I use a N70 battery in my 444.Have also used a medium car battery too.
My glow & starter systems are good.


----------



## Paul5388 (Oct 9, 2007)

The only purpose for a battery on a diesel tractor is to start it (that includes operating the glow plugs) and operate the lights and instruments. Once it starts, I don't need a battery until I start it again.

Since mine has a 12 volt Delco alternator, I just use a common 24F (that's the size) 12 volt battery.

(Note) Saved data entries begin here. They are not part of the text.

//! Scenes written by Claude through a forced `write_scene` tool call.

use super::prompts;
use super::{NarrativeOracle, OracleError};
use crate::config::NarrativeConfig;
use crate::controller::OracleRequest;
use crate::scene::{Choice, EndingType, Mood, Scene};
use async_trait::async_trait;
use claude::{Claude, Message, Request};
use rain_macros::{Schema, Tool};
use serde::Deserialize;
use tracing::debug;

/// A choice as Claude proposes it.
#[derive(Debug, Clone, Schema, Deserialize)]
pub struct ChoiceDraft {
    /// Short action text shown on the button
    pub text: String,
    /// Hidden note on where this choice leads
    #[tool(optional)]
    #[serde(default)]
    pub impact: Option<String>,
}

/// Write the next scene of the story
#[derive(Debug, Clone, Tool, Deserialize)]
#[tool(name = "write_scene")]
pub struct WriteScene {
    /// Prose for the scene, plain text without markdown
    pub narrative: String,
    /// 8-12 short drifting inner thoughts
    #[serde(default)]
    pub thoughts: Vec<String>,
    /// Two or three choices, empty when the scene is an ending
    #[serde(default)]
    pub choices: Vec<ChoiceDraft>,
    /// True when this scene ends the story
    pub is_ending: bool,
    /// Which ending this scene reaches
    #[tool(one_of = "dissolution, connection, departure, stagnation, destruction, truth")]
    #[serde(default)]
    pub ending_type: Option<EndingType>,
    /// Atmosphere for rain and music
    #[tool(one_of = "calm, stormy, ethereal, glitch")]
    #[serde(default)]
    pub background_mood: Option<Mood>,
}

impl From<WriteScene> for Scene {
    fn from(draft: WriteScene) -> Self {
        Scene {
            narrative: draft.narrative,
            thoughts: draft.thoughts,
            choices: draft
                .choices
                .into_iter()
                .map(|c| Choice {
                    text: c.text,
                    impact: c.impact,
                })
                .collect(),
            is_ending: draft.is_ending,
            ending_type: draft.ending_type,
            background_mood: draft.background_mood,
        }
    }
}

/// Narrative oracle backed by the Claude API.
#[derive(Clone)]
pub struct ClaudeOracle {
    client: Claude,
    config: NarrativeConfig,
}

impl ClaudeOracle {
    pub fn new(client: Claude, config: NarrativeConfig) -> Self {
        let client = match &config.model {
            Some(model) => client.with_model(model.clone()),
            None => client,
        };
        Self { client, config }
    }

    /// Build from `ANTHROPIC_API_KEY`.
    pub fn from_env(config: NarrativeConfig) -> Result<Self, OracleError> {
        Ok(Self::new(Claude::from_env()?, config))
    }

    pub fn model(&self) -> &str {
        self.client.model()
    }

    /// The Messages API request for `request`.
    pub fn build_request(&self, request: &OracleRequest) -> Request {
        let mut messages = Vec::with_capacity(request.history.len() * 2 + 1);
        match &request.last_choice {
            None => messages.push(Message::user(prompts::opening_prompt())),
            Some(choice) => {
                for turn in &request.history {
                    messages.push(Message::user(turn.user.clone()));
                    messages.push(Message::assistant(turn.model.clone()));
                }
                messages.push(Message::user(prompts::choice_prompt(request, choice)));
            }
        }

        let mut req = Request::new(messages)
            .with_system(prompts::system_prompt(request))
            .with_max_tokens(self.config.max_tokens);
        if let Some(temperature) = self.config.temperature {
            req = req.with_temperature(temperature);
        }
        req
    }
}

#[async_trait]
impl NarrativeOracle for ClaudeOracle {
    async fn generate(&self, request: &OracleRequest) -> Result<Scene, OracleError> {
        debug!(
            scene_count = request.scene_count,
            turns = request.history.len(),
            model = self.model(),
            "requesting scene"
        );
        let draft: WriteScene = self
            .client
            .complete_structured(self.build_request(request), WriteScene::as_tool())
            .await?;
        Ok(draft.into())
    }
}
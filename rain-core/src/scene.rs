//! Scene data model.
//!
//! A [`Scene`] is one unit of narrative plus the choices that lead out of it.
//! Scenes come either from the narrative oracle or from the scripted meta
//! sequence; both go through the same shape rules in [`Scene::validate`].

use serde::{Deserialize, Serialize};
use std::fmt;
use thiserror::Error;

/// Visual and audio tone of a scene.
#[derive(Debug, Clone, Copy, PartialEq, Eq, Hash, Default, Serialize, Deserialize)]
#[serde(rename_all = "lowercase")]
pub enum Mood {
    #[default]
    Calm,
    Stormy,
    Ethereal,
    Glitch,
}

impl Mood {
    pub const ALL: [Mood; 4] = [Mood::Calm, Mood::Stormy, Mood::Ethereal, Mood::Glitch];

    pub fn as_str(self) -> &'static str {
        match self {
            Mood::Calm => "calm",
            Mood::Stormy => "stormy",
            Mood::Ethereal => "ethereal",
            Mood::Glitch => "glitch",
        }
    }
}

impl fmt::Display for Mood {
    fn fmt(&self, f: &mut fmt::Formatter<'_>) -> fmt::Result {
        f.write_str(self.as_str())
    }
}

/// How a story ended.
///
/// The five normal endings are reachable through ordinary play. `Truth` needs
/// all five first, and `Reconciliation` only closes the meta sequence.
#[derive(
    Debug, Clone, Copy, PartialEq, Eq, PartialOrd, Ord, Hash, Serialize, Deserialize,
)]
#[serde(rename_all = "lowercase")]
pub enum EndingType {
    Dissolution,
    Connection,
    Departure,
    Stagnation,
    Destruction,
    Truth,
    Reconciliation,
}

impl EndingType {
    /// Endings reachable through organic play.
    pub const NORMAL: [EndingType; 5] = [
        EndingType::Dissolution,
        EndingType::Connection,
        EndingType::Departure,
        EndingType::Stagnation,
        EndingType::Destruction,
    ];

    pub fn is_normal(self) -> bool {
        Self::NORMAL.contains(&self)
    }

    pub fn as_str(self) -> &'static str {
        match self {
            EndingType::Dissolution => "dissolution",
            EndingType::Connection => "connection",
            EndingType::Departure => "departure",
            EndingType::Stagnation => "stagnation",
            EndingType::Destruction => "destruction",
            EndingType::Truth => "truth",
            EndingType::Reconciliation => "reconciliation",
        }
    }

    /// Title shown on the ending screen.
    pub fn title(self) -> &'static str {
        match self {
            EndingType::Dissolution => "DISSOLUTION",
            EndingType::Connection => "CONNECTION",
            EndingType::Departure => "DEPARTURE",
            EndingType::Stagnation => "STAGNATION",
            EndingType::Destruction => "DESTRUCTION",
            EndingType::Truth => "THE TRUTH",
            EndingType::Reconciliation => "RECONCILIATION",
        }
    }
}

impl fmt::Display for EndingType {
    fn fmt(&self, f: &mut fmt::Formatter<'_>) -> fmt::Result {
        f.write_str(self.as_str())
    }
}

/// A choice offered to the reader.
#[derive(Debug, Clone, PartialEq, Serialize, Deserialize)]
pub struct Choice {
    pub text: String,
    /// Hidden hint about where the choice leads.
    #[serde(default, skip_serializing_if = "Option::is_none")]
    pub impact: Option<String>,
}

impl Choice {
    pub fn new(text: impl Into<String>) -> Self {
        Self {
            text: text.into(),
            impact: None,
        }
    }

    pub fn with_impact(mut self, impact: impl Into<String>) -> Self {
        self.impact = Some(impact.into());
        self
    }
}

/// Shape violations in a scene.
#[derive(Debug, Clone, PartialEq, Eq, Error)]
pub enum SceneError {
    #[error("scene has no narrative")]
    EmptyNarrative,

    #[error("non-ending scene offers no choices")]
    MissingChoices,

    #[error("ending scene offers {0} choices")]
    ChoicesOnEnding(usize),

    #[error("ending scene has no ending type")]
    MissingEndingType,

    #[error("non-ending scene carries ending type {0}")]
    UnexpectedEndingType(EndingType),

    #[error("choice {0} has no text")]
    BlankChoice(usize),
}

/// One unit of narrative.
#[derive(Debug, Clone, PartialEq, Serialize, Deserialize)]
pub struct Scene {
    pub narrative: String,
    /// Decorative thought fragments that drift over the scene.
    #[serde(default)]
    pub thoughts: Vec<String>,
    pub choices: Vec<Choice>,
    pub is_ending: bool,
    #[serde(default, skip_serializing_if = "Option::is_none")]
    pub ending_type: Option<EndingType>,
    #[serde(default, skip_serializing_if = "Option::is_none")]
    pub background_mood: Option<Mood>,
}

impl Scene {
    /// Create a non-ending scene.
    pub fn new(narrative: impl Into<String>, choices: Vec<Choice>) -> Self {
        Self {
            narrative: narrative.into(),
            thoughts: Vec::new(),
            choices,
            is_ending: false,
            ending_type: None,
            background_mood: None,
        }
    }

    /// Create an ending scene.
    pub fn ending(narrative: impl Into<String>, ending: EndingType) -> Self {
        Self {
            narrative: narrative.into(),
            thoughts: Vec::new(),
            choices: Vec::new(),
            is_ending: true,
            ending_type: Some(ending),
            background_mood: None,
        }
    }

    pub fn with_mood(mut self, mood: Mood) -> Self {
        self.background_mood = Some(mood);
        self
    }

    pub fn with_thoughts<I, T>(mut self, thoughts: I) -> Self
    where
        I: IntoIterator<Item = T>,
        T: Into<String>,
    {
        self.thoughts = thoughts.into_iter().map(Into::into).collect();
        self
    }

    /// The scene's mood, calm when unspecified.
    pub fn mood(&self) -> Mood {
        self.background_mood.unwrap_or_default()
    }

    /// Check the structural rules every scene must follow.
    pub fn validate(&self) -> Result<(), SceneError> {
        if self.narrative.trim().is_empty() {
            return Err(SceneError::EmptyNarrative);
        }

        if let Some(index) = self.choices.iter().position(|c| c.text.trim().is_empty()) {
            return Err(SceneError::BlankChoice(index));
        }

        match (self.is_ending, self.ending_type) {
            (true, None) => Err(SceneError::MissingEndingType),
            (true, Some(_)) if !self.choices.is_empty() => {
                Err(SceneError::ChoicesOnEnding(self.choices.len()))
            }
            (false, Some(ending)) => Err(SceneError::UnexpectedEndingType(ending)),
            (false, None) if self.choices.is_empty() => Err(SceneError::MissingChoices),
            _ => Ok(()),
        }
    }

    /// The scene shown when the oracle cannot be reached.
    pub fn fallback() -> Self {
        Scene::new(
            "The signal breaks up somewhere in the rain... (check your connection)\n\
             We are all in the rain. We are all breathing.",
            vec![Choice::new("Reconnect").with_impact("retry")],
        )
        .with_thoughts(["signal...", "disconnected", "still", "the rain...", "can't hear", "who is speaking?"])
        .with_mood(Mood::Calm)
    }
}
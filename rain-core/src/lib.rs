//! Story engine for Weeping Rain, an interactive novel narrated by Claude.
//!
//! This crate provides:
//! - A scene graph controller with pacing, endings and a scripted meta sequence
//! - A persistent ending ledger and three save slots
//! - Mood-driven rain particles and a crossfading audio director
//! - A Claude-backed narrative oracle with a safe fallback scene
//!
//! # Quick Start
//!
//! ```ignore
//! use rain_core::{ClaudeOracle, FileStore, NarrativeConfig, StorySession};
//!
//! #[tokio::main]
//! async fn main() -> Result<(), Box<dyn std::error::Error>> {
//!     let config = NarrativeConfig::new();
//!     let oracle = ClaudeOracle::from_env(config.clone())?;
//!     let store = FileStore::open("saves")?;
//!
//!     let mut session = StorySession::new(config, store, oracle);
//!     session.start().await?;
//!     println!("{}", session.current_scene().unwrap().narrative);
//!
//!     session.choose("Step out into the rain").await?;
//!     Ok(())
//! }
//! ```

pub mod audio;
pub mod config;
pub mod controller;
pub mod ledger;
pub mod meta;
pub mod oracle;
pub mod particles;
pub mod persist;
pub mod scene;
pub mod session;
pub mod state;
pub mod store;
pub mod testing;

// Re-export for convenience
pub use rain_macros::{Schema, Tool};

// Primary public API
pub use audio::{AudioDirector, Intensity, Mixer, NoiseLayer, Soundtrack};
pub use config::{NarrativeConfig, PacingPolicy};
pub use controller::{ChooseError, Cue, Dispatch, OracleCall, OracleRequest, SceneGraph, Ticket};
pub use ledger::EndingLedger;
pub use oracle::{generate_or_fallback, ClaudeOracle, NarrativeOracle, OracleError};
pub use particles::ParticleField;
pub use persist::{PersistenceGateway, SlotId};
pub use scene::{Choice, EndingType, Mood, Scene};
pub use session::{SessionError, StorySession};
pub use state::{GameState, MusicMode};
pub use store::{FileStore, KvStore, MemoryStore};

The old style glow plugs don't work very good, so I use a little shot of ether (starting fluid) in the air cleaner during the colder months.


----------



## Live Oak (Dec 22, 2003)

As a rule, especially on a diesel, I go with the largest (highest amperage output) battery that will fit. Measure the size of your battery box and check some battery size cross reference charts to find he battery that will fill the bill.


----------



## Paul5388 (Oct 9, 2007)

Big batteries are nice to have, especially in colder weather. The cold cranking amps go down with a decrease in temperature, so the larger battery will have more available cranking amps.

The 444 I have actually starts pretty easily, but that may be due to the gear reduction starter, or even the number of hours on the machine. As the hours go up, mine has 7800 hours on it, so does the reduction in friction from the looser fit.


----------